The XSLT file (stylesheet) shown below will drop any AdaptationSets in the MPD manifest with a
`@mimeType` matching `audio/*` (leaving only the AdaptationSets containing video).

```xml
{{#include ../../tests/fixtures/rewrite-drop-audio.xslt}}
```

Note that the rewriting instruction 

```xml
  <!-- Default action (unless a template below matches): copy -->
  <xsl:template match="@*|node()">
    <xsl:copy>
      <xsl:apply-templates select="@*|node()"/>
    </xsl:copy>
  </xsl:template>
```

acts as a default action that will copy verbatim to the output any XML elements that aren’t matched
by another template in the stylesheet.

The rewriting instruction 

```xml
<xsl:template match="//node()[local-name()='AdaptationSet' and starts-with(@mimeType,'audio/')]" />
```

is selecting (using the XPath expression defined in the template’s `@match` attribute) all
AdaptationSet nodes whose `@mimeType` attribute starts with `audio/`. It doesn’t specify any action
to run on these elements, which means that they are not copied to the XML output.

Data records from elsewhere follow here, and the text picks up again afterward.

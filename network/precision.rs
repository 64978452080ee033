//! Undirected dependency structure read off the inverse covariance matrix.
//!
//! A zero in the precision matrix means conditional independence given all
//! other variables. Entries whose magnitude exceeds a threshold are taken as
//! edges of an undirected graph.

use crate::gaussian::symmetrize;
use crate::regression::FitError;
use ndarray::Array2;
use ndarray_linalg::Inverse;

/// Inverse of a covariance matrix, symmetrised.
pub fn precision_matrix(covariance: &Array2<f64>) -> Result<Array2<f64>, FitError> {
    let (rows, cols) = covariance.dim();
    if rows != cols {
        return Err(FitError::ShapeMismatch {
            expected: rows,
            rows,
            cols,
        });
    }
    let mut precision = covariance.inv().map_err(FitError::Inversion)?;
    symmetrize(&mut precision);
    Ok(precision)
}

/// Binary adjacency: 1 where `|precision_ij| > threshold` off the diagonal.
/// Both `(i, j)` and `(j, i)` are decided from the same averaged entry, so the
/// output is symmetric even if `precision` is not.
pub fn threshold_adjacency(precision: &Array2<f64>, threshold: f64) -> Array2<u8> {
    let n = precision.nrows().min(precision.ncols());
    let mut adjacency = Array2::<u8>::zeros((n, n));
    for i in 0..n {
        for j in (i + 1)..n {
            let value = 0.5 * (precision[[i, j]] + precision[[j, i]]);
            if value.abs() > threshold {
                adjacency[[i, j]] = 1;
                adjacency[[j, i]] = 1;
            }
        }
    }
    adjacency
}

/// The `(i, j)` pairs with `i < j` marked in `adjacency`.
pub fn undirected_edges(adjacency: &Array2<u8>) -> Vec<(usize, usize)> {
    let n = adjacency.nrows();
    (0..n)
        .flat_map(|i| ((i + 1)..n).map(move |j| (i, j)))
        .filter(|&(i, j)| adjacency[[i, j]] != 0)
        .collect()
}

#[cfg(test)]
mod tests {
    use super::*;
    use approx::assert_abs_diff_eq;
    use ndarray::array;

    #[test]
    fn test_chain_precision_has_no_end_to_end_edge() {
        // A -> B -> C with unit noise: (A, C) are independent given B.
        let covariance = array![[1.0, 2.0, 1.0], [2.0, 5.0, 2.5], [1.0, 2.5, 2.25]];
        let precision = precision_matrix(&covariance).unwrap();
        assert_abs_diff_eq!(precision[[0, 2]], 0.0, epsilon = 1e-10);

        let adjacency = threshold_adjacency(&precision, 1e-4);
        assert_eq!(adjacency, array![[0u8, 1, 0], [1, 0, 1], [0, 1, 0]]);
        assert_eq!(undirected_edges(&adjacency), vec![(0, 1), (1, 2)]);
    }

    #[test]
    fn test_adjacency_is_symmetric_for_asymmetric_input() {
        let skewed = array![[2.0, 0.00012, 0.3], [0.00006, 1.0, -0.5], [0.3, -0.5, 1.0]];
        let adjacency = threshold_adjacency(&skewed, 1e-4);
        for i in 0..3 {
            assert_eq!(adjacency[[i, i]], 0);
            for j in 0..3 {
                assert_eq!(adjacency[[i, j]], adjacency[[j, i]]);
            }
        }
        // The averaged entry 0.00009 falls below the threshold.
        assert_eq!(adjacency[[0, 1]], 0);
        assert_eq!(adjacency[[1, 2]], 1);
    }

    #[test]
    fn test_singular_covariance_fails() {
        let covariance = array![[1.0, 1.0], [1.0, 1.0]];
        assert!(precision_matrix(&covariance).is_err());
    }
}
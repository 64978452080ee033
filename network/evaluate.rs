//! Prediction accuracy of a joint normal on held-out rows.
//!
//! Every test row is conditioned on its evidence columns; for each target
//! variable the row contributes
//!
//! ```text
//! bias = |observed - conditional mean|
//! sd   = sqrt(conditional variance)
//! SEP  = sqrt(bias^2 + sd^2)
//! ```
//!
//! and the summary is the column-wise mean over rows.

use crate::gaussian::MultivariateNormal;
use crate::inference::{Conditioner, InferenceError};
use itertools::Itertools;
use ndarray::{ArrayView2, Axis};
use rayon::prelude::*;
use std::fmt;
use std::path::Path;
use thiserror::Error;

#[derive(Error, Debug)]
pub enum ExportError {
    #[error("Failed to write predictions: {0}")]
    Csv(#[from] csv::Error),
    #[error("IO error while writing predictions: {0}")]
    Io(#[from] std::io::Error),
}

/// One target variable's prediction for one row.
#[derive(Debug, Clone, Copy, PartialEq)]
pub struct PointPrediction {
    pub observed: f64,
    pub mean: f64,
    pub std_dev: f64,
}

impl PointPrediction {
    pub fn bias(&self) -> f64 {
        (self.observed - self.mean).abs()
    }

    pub fn sep(&self) -> f64 {
        self.bias().hypot(self.std_dev)
    }
}

/// Averaged error measures for one target variable.
#[derive(Debug, Clone, PartialEq)]
pub struct ErrorSummary {
    pub variable: String,
    pub bias: f64,
    pub std_dev: f64,
    pub sep: f64,
}

#[derive(Debug, Clone)]
pub struct Evaluation {
    pub label: String,
    pub targets: Vec<String>,
    /// `rows[r][k]` is the prediction of target `k` on test row `r`.
    pub rows: Vec<Vec<PointPrediction>>,
    pub summaries: Vec<ErrorSummary>,
}

/// Conditions every row of `test` on the `evidence` columns and summarises
/// the errors on the remaining columns. `test` columns follow the joint's
/// variable order.
pub fn evaluate(
    label: &str,
    joint: &MultivariateNormal,
    variables: &[String],
    test: ArrayView2<f64>,
    evidence: &[usize],
    condition_limit: f64,
) -> Result<Evaluation, InferenceError> {
    let conditioner = Conditioner::new(joint, evidence, condition_limit)?;
    let targets = conditioner.targets().to_vec();

    // Rows are independent; collect preserves row order.
    let rows = test
        .axis_iter(Axis(0))
        .into_par_iter()
        .map(|row| -> Result<Vec<PointPrediction>, InferenceError> {
            let values = row.select(Axis(0), evidence);
            let conditional = conditioner.apply(values.view())?;
            Ok(targets
                .iter()
                .enumerate()
                .map(|(k, &t)| PointPrediction {
                    observed: row[t],
                    mean: conditional.mean[k],
                    std_dev: conditional.std_dev(k),
                })
                .collect::<Vec<_>>())
        })
        .collect::<Result<Vec<_>, InferenceError>>()?;

    let n_rows = rows.len().max(1) as f64;
    let summaries = targets
        .iter()
        .enumerate()
        .map(|(k, &t)| {
            let (bias, sd, sep) = rows.iter().fold((0.0, 0.0, 0.0), |acc, row| {
                let p = row[k];
                (acc.0 + p.bias(), acc.1 + p.std_dev, acc.2 + p.sep())
            });
            ErrorSummary {
                variable: variables[t].clone(),
                bias: bias / n_rows,
                std_dev: sd / n_rows,
                sep: sep / n_rows,
            }
        })
        .collect();

    log::info!(
        "Evaluated '{}' on {} test rows with {} evidence variables.",
        label,
        rows.len(),
        evidence.len()
    );

    Ok(Evaluation {
        label: label.to_string(),
        targets: targets.iter().map(|&t| variables[t].clone()).collect(),
        rows,
        summaries,
    })
}

impl Evaluation {
    pub fn summary(&self, variable: &str) -> Option<&ErrorSummary> {
        self.summaries.iter().find(|s| s.variable == variable)
    }

    /// Writes one tab-separated line per test row with observed value,
    /// conditional mean and standard deviation for each target.
    pub fn write_predictions(&self, path: &Path) -> Result<(), ExportError> {
        let mut writer = csv::WriterBuilder::new()
            .delimiter(b'\t')
            .from_path(path)?;

        let header = self
            .targets
            .iter()
            .flat_map(|t| [format!("{t}_observed"), format!("{t}_mean"), format!("{t}_sd")]);
        writer.write_record(std::iter::once("row".to_string()).chain(header))?;

        for (r, row) in self.rows.iter().enumerate() {
            let fields = row
                .iter()
                .flat_map(|p| [p.observed, p.mean, p.std_dev])
                .map(|v| format!("{v:.6}"));
            writer.write_record(std::iter::once((r + 1).to_string()).chain(fields))?;
        }
        writer.flush()?;
        Ok(())
    }
}

impl fmt::Display for Evaluation {
    fn fmt(&self, f: &mut fmt::Formatter<'_>) -> fmt::Result {
        writeln!(f, "{} ({} test rows)", self.label, self.rows.len())?;
        writeln!(f, "{:<12} {:>10} {:>10} {:>10}", "variable", "bias", "stdev", "SEP")?;
        let lines = self
            .summaries
            .iter()
            .map(|s| {
                format!(
                    "{:<12} {:>10.4} {:>10.4} {:>10.4}",
                    s.variable, s.bias, s.std_dev, s.sep
                )
            })
            .join("\n");
        write!(f, "{lines}")
    }
}
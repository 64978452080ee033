// network/gaussian.rs

//! # Gaussian Network Parameterization
//!
//! Each node carries a linear-Gaussian local model
//!
//! ```text
//! X_i = a_i + sum_j b_ij X_j + sigma_i * E_i,   E_i ~ N(0, 1) independent
//! ```
//!
//! Visiting nodes in topological order, every variable is rewritten as
//! `mu_i + L_i . E`, where `L_i` is a row of loadings on the independent noise
//! terms. Once all rows are resolved the joint law is `N(mu, L L^T)`.

use crate::graph::Dag;
use crate::regression::{FitError, fit_ols};
use ndarray::{Array1, Array2, ArrayView2, Axis};
use serde::{Deserialize, Serialize};

/// Local linear-Gaussian model of one node.
#[derive(Debug, Clone, PartialEq, Serialize, Deserialize)]
pub struct LocalModel {
    /// Parent node indices, ascending.
    pub parents: Vec<usize>,
    pub intercept: f64,
    /// One coefficient per entry of `parents`.
    pub coefficients: Vec<f64>,
    pub residual_variance: f64,
}

/// A DAG with one fitted local model per node.
#[derive(Debug, Clone)]
pub struct GaussianNetwork {
    dag: Dag,
    locals: Vec<LocalModel>,
}

impl GaussianNetwork {
    /// Fits every node's local regression on its parents. Residual variances
    /// use the unbiased `RSS / (n - p - 1)` estimator.
    pub fn fit(dag: &Dag, data: ArrayView2<f64>) -> Result<Self, FitError> {
        if data.ncols() != dag.n_nodes() {
            return Err(FitError::ShapeMismatch {
                expected: dag.n_nodes(),
                rows: data.nrows(),
                cols: data.ncols(),
            });
        }
        let mut locals = Vec::with_capacity(dag.n_nodes());
        for node in 0..dag.n_nodes() {
            let parents: Vec<usize> = dag.parents(node).iter().copied().collect();
            let fit = fit_ols(data, node, &parents)?;
            locals.push(LocalModel {
                parents,
                intercept: fit.intercept,
                coefficients: fit.coefficients.to_vec(),
                residual_variance: fit.unbiased_variance(),
            });
        }
        log::info!(
            "Fitted {} local regressions over {} rows.",
            locals.len(),
            data.nrows()
        );
        Ok(Self {
            dag: dag.clone(),
            locals,
        })
    }

    /// Assembles a network from already-estimated local models. Parent lists
    /// must match the graph.
    pub fn from_parts(dag: Dag, locals: Vec<LocalModel>) -> Result<Self, FitError> {
        if locals.len() != dag.n_nodes() {
            return Err(FitError::ShapeMismatch {
                expected: dag.n_nodes(),
                rows: locals.len(),
                cols: dag.n_nodes(),
            });
        }
        for (node, local) in locals.iter().enumerate() {
            let expected: Vec<usize> = dag.parents(node).iter().copied().collect();
            if local.parents != expected || local.coefficients.len() != expected.len() {
                return Err(FitError::ShapeMismatch {
                    expected: expected.len(),
                    rows: local.parents.len(),
                    cols: local.coefficients.len(),
                });
            }
        }
        Ok(Self { dag, locals })
    }

    pub fn dag(&self) -> &Dag {
        &self.dag
    }

    pub fn locals(&self) -> &[LocalModel] {
        &self.locals
    }

    /// The mean vector and noise loading matrix `L`, so that the variables
    /// equal `mu + L E` for independent standard normal `E`.
    pub fn loading_form(&self) -> Result<(Array1<f64>, Array2<f64>), FitError> {
        let n = self.dag.n_nodes();
        let order = self.dag.topological_order()?;
        let mut mean = Array1::<f64>::zeros(n);
        let mut loadings = Array2::<f64>::zeros((n, n));

        for node in order {
            let local = &self.locals[node];
            let mut row = Array1::<f64>::zeros(n);
            let mut mu = local.intercept;
            for (&parent, &b) in local.parents.iter().zip(&local.coefficients) {
                mu += b * mean[parent];
                row.scaled_add(b, &loadings.row(parent));
            }
            row[node] += local.residual_variance.max(0.0).sqrt();
            mean[node] = mu;
            loadings.row_mut(node).assign(&row);
        }
        Ok((mean, loadings))
    }

    /// The joint distribution `N(mu, L L^T)`.
    pub fn joint(&self) -> Result<MultivariateNormal, FitError> {
        let (mean, loadings) = self.loading_form()?;
        let covariance = loadings.dot(&loadings.t());
        MultivariateNormal::new(mean, covariance)
    }
}

/// A multivariate normal distribution in moment form.
#[derive(Debug, Clone, PartialEq, Serialize, Deserialize)]
pub struct MultivariateNormal {
    pub mean: Array1<f64>,
    pub covariance: Array2<f64>,
}

impl MultivariateNormal {
    /// Validates shapes and forces exact symmetry of the covariance.
    pub fn new(mean: Array1<f64>, mut covariance: Array2<f64>) -> Result<Self, FitError> {
        let n = mean.len();
        if covariance.dim() != (n, n) {
            return Err(FitError::ShapeMismatch {
                expected: n,
                rows: covariance.nrows(),
                cols: covariance.ncols(),
            });
        }
        symmetrize(&mut covariance);
        Ok(Self { mean, covariance })
    }

    /// The saturated model: sample mean and unbiased sample covariance.
    pub fn from_sample(data: ArrayView2<f64>) -> Result<Self, FitError> {
        let (n, p) = data.dim();
        if n < 2 {
            return Err(FitError::Underdetermined {
                target: 0,
                n_parents: p.saturating_sub(1),
                required: 1,
                found: n,
            });
        }
        let mean = data
            .mean_axis(Axis(0))
            .unwrap_or_else(|| Array1::zeros(p));
        let centered = &data - &mean.view().insert_axis(Axis(0));
        let covariance = centered.t().dot(&centered) / (n as f64 - 1.0);
        Self::new(mean, covariance)
    }

    pub fn dim(&self) -> usize {
        self.mean.len()
    }

    pub fn variance(&self, i: usize) -> f64 {
        self.covariance[[i, i]]
    }

    pub fn std_dev(&self, i: usize) -> f64 {
        self.variance(i).max(0.0).sqrt()
    }
}

/// Replaces `m` with `(m + m^T) / 2`.
pub fn symmetrize(m: &mut Array2<f64>) {
    let n = m.nrows().min(m.ncols());
    for i in 0..n {
        for j in (i + 1)..n {
            let avg = 0.5 * (m[[i, j]] + m[[j, i]]);
            m[[i, j]] = avg;
            m[[j, i]] = avg;
        }
    }
}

To run an XSLT template, see the `--xslt-stylesheet` commandline argument. There are a few example
of stylesheets in the [tests/fixtures
directory](https://github.com/emarsden/dash-mpd-cli/tree/main/tests/fixtures).

To download content with a rewritten manifest (here [running dash-mpd-cli in a container](container.html)):

    podman run --rm -v .:/content \
      --xslt-stylesheet my-rewrites.xslt \
      ghcr.io/emarsden/dash-mpd-cli \
      https://example.com/manifest.mpd -o foo.mp4



## Future plans

Our current implementation of filtering using xsltproc is quite powerful and easy to install, but
probably not the easiest to use. Possible alternatives which we might move to in future version of
dash-mpd-cli: 

- Saxon-HE, free Java software (MPL v2) which implements XPath v3.1 and XSLT v3.0

- A generic filter interface implemented as a pipe

- A command API that takes two filename arguments

- A WebAssembly-based interface that could be implemented in any programming language that can
  generate WASM bytecode.